SparkSession Credit Card Approval Preprocessing started successfully.


In [3]:
application_df = spark.read.format("csv").option("header","true").load("Files/application_record.csv")
# df now is a Spark DataFrame containing CSV data from "Files/application_record.csv".
display(application_df)


StatementMeta(, 3d074d4f-b9be-48da-8c16-060c92adb3de, 5, Finished, Available, Finished)

SynapseWidget(Synapse.DataFrame, 27eda847-2362-4960-9767-6e008ebdcbc7)

In [4]:
credit_df = spark.read.format("csv").option("header","true").load("Files/credit_record.csv")
# df now is a Spark DataFrame containing CSV data from "Files/credit_record.csv".
display(credit_df)

StatementMeta(, 3d074d4f-b9be-48da-8c16-060c92adb3de, 6, Finished, Available, Finished)
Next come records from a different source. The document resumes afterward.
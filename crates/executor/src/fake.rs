// SPDX-License-Identifier: BUSL-1.1
// Copyright (c) 2026 Alfred Jean LLC

//! In-memory fake for interpreter/engine tests. Scripted per-target
//! responses and a scriptable lock table, so tests can pin down
//! end-to-end scenarios without a real instrument-control service.

use crate::client::InstrumentExecutor;
use crate::error::ExecutorError;
use crate::response::InstrumentResponse;
use async_trait::async_trait;
use parking_lot::Mutex;
use serde_json::{Map, Value};
use std::collections::{HashMap, VecDeque};
use std::time::Duration;

#[derive(Default)]
struct Inner {
    /// Queued responses per (target, verb); popped front-first.
    responses: HashMap<(String, String), VecDeque<Result<InstrumentResponse, ExecutorError>>>,
    /// Queued lock-acquisition outcomes, popped front-first; `Ok(())`
    /// unless explicitly scripted otherwise.
    lock_outcomes: VecDeque<Result<(), ExecutorError>>,
    /// Which mission currently holds each instrument's lock.
    lock_holders: HashMap<String, String>,
    calls: Vec<String>,
}

pub struct FakeInstrumentExecutor {
    inner: Mutex<Inner>,
}

impl Default for FakeInstrumentExecutor {
    fn default() -> Self {
        Self::new()
    }
}

impl FakeInstrumentExecutor {
    pub fn new() -> Self {
        Self { inner: Mutex::new(Inner::default()) }
    }

    pub fn script_response(&self, target: &str, verb: &str, response: Result<InstrumentResponse, ExecutorError>) {
        self.inner
            .lock()
            .responses
            .entry((target.to_string(), verb.to_string()))
            .or_default()
            .push_back(response);
    }

    pub fn script_lock_outcome(&self, outcome: Result<(), ExecutorError>) {
        self.inner.lock().lock_outcomes.push_back(outcome);
    }

    pub fn calls(&self) -> Vec<String> {
        self.inner.lock().calls.clone()
    }

    fn take(&self, target: &str, verb: &str) -> Result<InstrumentResponse, ExecutorError> {
        let mut inner = self.inner.lock();
        inner.calls.push(format!("{target}:{verb}"));
        inner
            .responses
            .get_mut(&(target.to_string(), verb.to_string()))
            .and_then(|q| q.pop_front())
            .unwrap_or_else(|| Ok(InstrumentResponse::default()))
    }
}

#[async_trait]
impl InstrumentExecutor for FakeInstrumentExecutor {
    async fn execute(
        &self,
        _mission: &str,
        target: &str,
        _command: &str,
        _kwargs: &Map<String, Value>,
        _timeout: Duration,
    ) -> Result<InstrumentResponse, ExecutorError> {
        self.take(target, "execute")
    }

    async fn get(&self, _mission: &str, target: &str, _parameter: &str, _timeout: Duration) -> Result<InstrumentResponse, ExecutorError> {
        self.take(target, "get")
    }

    async fn set(
        &self,
        _mission: &str,
        target: &str,
        _parameter: &str,
        _value: &Value,
        _timeout: Duration,
    ) -> Result<InstrumentResponse, ExecutorError> {
        self.take(target, "set")
    }

    async fn get_state(&self, _mission: &str, target: &str, _timeout: Duration) -> Result<InstrumentResponse, ExecutorError> {
        self.take(target, "get_state")
    }

    async fn discover(&self, _mission: &str, target: &str, _timeout: Duration) -> Result<InstrumentResponse, ExecutorError> {
        self.take(target, "discover")
    }

    async fn reset(&self, _mission: &str, target: &str, _timeout: Duration) -> Result<InstrumentResponse, ExecutorError> {
        self.take(target, "reset")
    }

    async fn ping(&self, _mission: &str, target: &str, _timeout: Duration) -> Result<InstrumentResponse, ExecutorError> {
        self.take(target, "ping")
    }

    async fn connect(&self, _mission: &str, target: &str, _timeout: Duration) -> Result<InstrumentResponse, ExecutorError> {
        self.take(target, "connect")
    }

    async fn disconnect(&self, _mission: &str, target: &str, _timeout: Duration) -> Result<InstrumentResponse, ExecutorError> {
        self.take(target, "disconnect")
    }

    async fn set_init_params(
        &self,
        _mission: &str,
        target: &str,
        _config: &Map<String, Value>,
        _timeout: Duration,
    ) -> Result<InstrumentResponse, ExecutorError> {
        self.take(target, "set_init_params")
    }

    async fn configure(
        &self,
        _mission: &str,
        target: &str,
        _config: &Map<String, Value>,
        _timeout: Duration,
    ) -> Result<InstrumentResponse, ExecutorError> {
        self.take(target, "configure")
    }

    async fn lock(&self, mission: &str, instruments: &[String], _timeout: Duration) -> Result<(), ExecutorError> {
        let outcome = {
            let mut inner = self.inner.lock();
            inner.calls.push(format!("lock:{}", instruments.join(",")));
            inner.lock_outcomes.pop_front().unwrap_or(Ok(()))
        };
        outcome?;
        let mut inner = self.inner.lock();
        for instrument in instruments {
            inner.lock_holders.insert(instrument.clone(), mission.to_string());
        }
        Ok(())
    }

    async fn unlock(&self, mission: &str, instruments: &[String], _timeout: Duration) -> Result<(), ExecutorError> {
        let mut inner = self.inner.lock();
        inner.calls.push(format!("unlock:{}", instruments.join(",")));
        for instrument in instruments {
            if inner.lock_holders.get(instrument).map(String::as_str) == Some(mission) {
                inner.lock_holders.remove(instrument);
            }
        }
        Ok(())
    }
}

#[cfg(test)]
#[path = "fake_tests.rs"]
mod tests;
// SPDX-License-Identifier: BUSL-1.1
// Copyright (c) 2026 Alfred Jean LLC

//! Matches a decoded [`mx_mission::Step`] directly to its executor verb:
//! no runtime inspection of "which key is present", since the YAML
//! decoder already produced a closed tagged enum.

use crate::client::InstrumentExecutor;
use crate::error::ExecutorError;
use crate::response::InstrumentResponse;
use mx_mission::Step;
use std::time::Duration;

/// Default per-call timeout when a step names none.
pub const DEFAULT_TIMEOUT: Duration = Duration::from_secs(30);

fn timeout_of(step: &Step) -> Duration {
    step.common().timeout.map(Duration::from_secs_f64).unwrap_or(DEFAULT_TIMEOUT)
}

/// Argument validation the YAML decoder can't do: it knows a `target`
/// or `parameter` is a string, but not that it's non-empty, and it can't
/// see that a `timeout` is a sane, finite, non-negative number. Anything
/// caught here is a [`ExecutorError::CommandArgument`] failure per §4.2,
/// raised before any outbound call is attempted.
fn validate(target: &str, step: &Step) -> Result<(), ExecutorError> {
    if target.trim().is_empty() {
        return Err(ExecutorError::CommandArgument { target: target.to_string(), message: "target is empty".to_string() });
    }
    if let Some(timeout) = step.common().timeout {
        if !timeout.is_finite() || timeout < 0.0 {
            return Err(ExecutorError::CommandArgument {
                target: target.to_string(),
                message: format!("timeout {timeout} is not a finite, non-negative number"),
            });
        }
    }
    if let Step::Execute { command, .. } = step {
        if command.trim().is_empty() {
            return Err(ExecutorError::CommandArgument { target: target.to_string(), message: "command is empty".to_string() });
        }
    }
    if let Step::Get { parameter, .. } | Step::Set { parameter, .. } = step {
        if parameter.trim().is_empty() {
            return Err(ExecutorError::CommandArgument { target: target.to_string(), message: "parameter is empty".to_string() });
        }
    }
    Ok(())
}

/// Dispatch one step to its instrument verb.
///
/// `Sleep` and `Block` never reach this function in the interpreter's
/// normal flow; they are matched here anyway for totality and return
/// `None`, the "no-op result" behavior for anything the executor doesn't
/// recognize as an instrument verb.
pub async fn dispatch(
    executor: &dyn InstrumentExecutor,
    mission: &str,
    step: &Step,
) -> Result<Option<InstrumentResponse>, ExecutorError> {
    if let Some(target) = step.target() {
        validate(target, step)?;
    }
    let timeout = timeout_of(step);
    let response = match step {
        Step::Execute { target, command, kwargs, .. } => {
            executor.execute(mission, target, command, kwargs, timeout).await?
        }
        Step::Get { target, parameter, .. } => executor.get(mission, target, parameter, timeout).await?,
        Step::Set { target, parameter, value, .. } => executor.set(mission, target, parameter, value, timeout).await?,
        Step::GetState { target, .. } => executor.get_state(mission, target, timeout).await?,
        Step::Discover { target, .. } => executor.discover(mission, target, timeout).await?,
        Step::Reset { target, .. } => executor.reset(mission, target, timeout).await?,
        Step::Ping { target, .. } => executor.ping(mission, target, timeout).await?,
        Step::Connect { target, .. } => executor.connect(mission, target, timeout).await?,
        Step::Disconnect { target, .. } => executor.disconnect(mission, target, timeout).await?,
        Step::SetInitParams { target, config, .. } => executor.set_init_params(mission, target, config, timeout).await?,
        Step::Configure { target, config, .. } => executor.configure(mission, target, config, timeout).await?,
        Step::Sleep { .. } | Step::Block { .. } => return Ok(None),
    };
    Ok(Some(response))
}

#[cfg(test)]
#[path = "dispatch_tests.rs"]
mod tests;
SynapseWidget(Synapse.DataFrame, 79ef6c78-d098-41e9-844e-4e493fbd754e)

In [5]:
# 1. Data Cleaning
application_df = application_df.withColumn("CNT_CHILDREN", application_df["CNT_CHILDREN"].cast("integer"))
application_df = application_df.withColumn("AMT_INCOME_TOTAL", application_df["AMT_INCOME_TOTAL"].cast("float"))
application_df = application_df.withColumn("DAYS_BIRTH", application_df["DAYS_BIRTH"].cast("integer"))
application_df = application_df.withColumn("DAYS_EMPLOYED", application_df["DAYS_EMPLOYED"].cast("integer"))
application_df = application_df.withColumn("CNT_FAM_MEMBERS", application_df["CNT_FAM_MEMBERS"].cast("integer"))

# Fill missing values in OCCUPATION_TYPE with 'Unknown'
application_df = application_df.na.fill({'OCCUPATION_TYPE': 'Unknown'})

# Drop any remaining rows with missing values
application_df = application_df.dropna()

StatementMeta(, 3d074d4f-b9be-48da-8c16-060c92adb3de, 7, Finished, Available, Finished)

In [6]:
# 2. Feature Engineering
from pyspark.sql.functions import expr

application_df = application_df.withColumn('AGE_YEARS', expr("abs(DAYS_BIRTH) / 365"))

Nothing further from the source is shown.